My friend Allie pointed out that the Senate Judicial committee hearing of Eric Holder’s nomination to be the first African-American Attorney General took place on Martin Luther King’s birthday. Another milestone, quietly noted.

The biggest news coming out of the hearing is that Holder acknowledges that “waterboarding is torture.” We’ll hold him to that. Jonathan Nichols is pretty upbeat, if cautious:

Holder is not a perfect nominee. He will not be a perfect Attorney General. But his declaration to the committee that the Department of Justice must serve not a president or a party but the Constitution and the American people was a refreshing indication that Holder “gets it” in ways that Alberto Gonzales and Michael Mukasey never did.

That said, while Holder’s statements were important, he should also have been listening to the committee charged with providing not just consent but advice to the new administration and its Attorney General.

“We need an Attorney General, as Robert H. Jackson said 68 years ago, ‘who serves the law and not factional purposes, and who approaches his task with humility,'” said Leahy in his opening statement. “The next Attorney General will understand our moral and legal obligation to protect the fundamental rights of all Americans and to respect the human rights of all people.”

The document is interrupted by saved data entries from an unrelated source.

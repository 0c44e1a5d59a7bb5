//! Document types for the search index.
//!
//! This module defines the wiki document as owned by the document collection and
//! the record that is written to the search engine for it.

use chrono::{DateTime, Utc};
use serde::{Deserialize, Serialize};

use crate::markup::strip_html_tags;

/// A wiki document as stored in the document collection.
///
/// The partition ("space") a document belongs to is not stored on the document;
/// it is derived from `route` by longest-prefix match against the known space routes.
///
/// # Fields
///
/// - `id`: Unique identifier within the partition
/// - `title`: Display title (primary search field)
/// - `content`: HTML-bearing body (secondary search field)
/// - `route`: Hierarchical path, e.g. `docs/getting-started/install`
/// - `modified`: Last modification time, used to order search results
#[derive(Debug, Clone, Serialize, Deserialize, PartialEq)]
pub struct WikiDocument {
    pub id: String,
    pub title: String,
    #[serde(default)]
    pub content: String,
    pub route: String,
    #[serde(default = "Utc::now")]
    pub modified: DateTime<Utc>,
}

impl WikiDocument {
    /// Create a new document modified now.
    ///
    /// # Example
    ///
    /// ```
    /// use wiki_search_shared::WikiDocument;
    ///
    /// let doc = WikiDocument::new("p1", "Intro", "<p>Hello</p>", "docs/intro");
    /// assert_eq!(doc.route, "docs/intro");
    /// ```
    pub fn new(
        id: impl Into<String>,
        title: impl Into<String>,
        content: impl Into<String>,
        route: impl Into<String>,
    ) -> Self {
        Self {
            id: id.into(),
            title: title.into(),
            content: content.into(),
            route: route.into(),
            modified: Utc::now(),
        }
    }

    /// Set the modification time.
    pub fn with_modified(mut self, modified: DateTime<Utc>) -> Self {
        self.modified = modified;
        self
    }

    /// The identifying part of the document, as needed for removal.
    pub fn to_ref(&self) -> DocumentRef {
        DocumentRef {
            id: self.id.clone(),
            route: self.route.clone(),
        }
    }
}

/// Identifies a document to remove from the index.
#[derive(Debug, Clone, Serialize, Deserialize, PartialEq, Eq)]
pub struct DocumentRef {
    /// The document's identifier within its partition.
    pub id: String,
    /// The document's route, used to resolve its partition.
    pub route: String,
}

impl DocumentRef {
    pub fn new(id: impl Into<String>, route: impl Into<String>) -> Self {
        Self {
            id: id.into(),
            route: route.into(),
        }
    }
}

/// The indexed projection of a document.
///
/// Records are stored under a partition-scoped key so that one partition's index
/// only ever covers its own documents.
#[derive(Debug, Clone, Serialize, Deserialize, PartialEq)]
pub struct IndexRecord {
    /// Partition-scoped storage key, `<key_prefix><partition>:<id>`.
    pub key: String,
    pub title: String,
    /// Content with markup stripped.
    pub content: String,
    pub route: String,
    pub modified: DateTime<Utc>,
}

impl IndexRecord {
    /// Project a document into an index record stored under `key`.
    ///
    /// The document content is stripped of HTML markup.
    pub fn from_document(document: &WikiDocument, key: impl Into<String>) -> Self {
        Self {
            key: key.into(),
            title: document.title.clone(),
            content: strip_html_tags(&document.content),
            route: document.route.clone(),
            modified: document.modified,
        }
    }
}

#[cfg(test)]
mod tests {
    use super::*;

    #[test]
    fn test_record_strips_markup() {
        let doc = WikiDocument::new("p1", "Intro", "<p>Hello <b>World</b></p>", "docs/intro");
        let record = IndexRecord::from_document(&doc, "wiki_page_search_docdocs:p1");

        assert_eq!(record.key, "wiki_page_search_docdocs:p1");
        assert_eq!(record.title, "Intro");
        assert_eq!(record.content, "Hello World");
        assert_eq!(record.route, "docs/intro");
        assert_eq!(record.modified, doc.modified);
    }

    #[test]
    fn test_document_deserializes_without_modified() {
        let json = r#"{"id":"p1","title":"Intro","content":"x","route":"docs/intro"}"#;
        let doc: WikiDocument = serde_json::from_str(json).unwrap();
        assert_eq!(doc.id, "p1");
        assert_eq!(doc.content, "x");
    }

    #[test]
    fn test_to_ref() {
        let doc = WikiDocument::new("p1", "Intro", "", "docs/intro");
        assert_eq!(doc.to_ref(), DocumentRef::new("p1", "docs/intro"));
    }
}
use std::collections::BTreeMap;

fn main() {
    let _map: BTreeMap<i32, i32> = millefeuille::to(vec![1i32, 2, 3]); //~ ERROR E0277
}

Nichols goes on to contend that Holder’s record strongly indicates he will live up to Leahy’s expectations.

But I think it all depends on how Obama himself views torture. Perhaps Holder will be his own man, but Obama, a Constitutional scholar in his own right, had pledged to use the U.S. Army Field Manual as a government-wide standard for interrogation by any agency, including the C.I.A. Jeffrey S. Kaye recently wrote that such a standard has been complicated by the codification of the use of torture within the manual itself.

While George W. Bush was signing a presidential directive allowing the CIA to conduct other, secret “enhanced interrogation techniques,” which may or may not have included waterboarding, the new AFM was sold to the public as a return to civilized norms, in regards to interrogation.

Before long, opponents of U.S. torture policy were championing the new AFM as an appropriate “single-standard” model of detainee treatment. Support for implementing the revised AFM, as a replacement for the hated “enhanced” techniques earlier championed by Defense Secretary Donald Rumsfeld and the CIA, began to appear in legislation out of Congress, in the literature of human-rights organizations and in newspaper editorials. Some rights groups have felt the new AFM offered some improvements by banning repellent interrogation tactics, such as waterboarding, use of nudity, military dogs and stress positions. It was believed the AFM cemented the concept of command responsibility for infractions of the law.

There was only one problem: the AFM did not eliminate torture. Despite what it said, it did not adhere to the Geneva Conventions. Even worse, it took the standard operating procedure of Camp Delta at Guantanamo Bay and threatened to expand it all over the world.

NPR reports that “Obama himself appears to be keeping his decision options open.”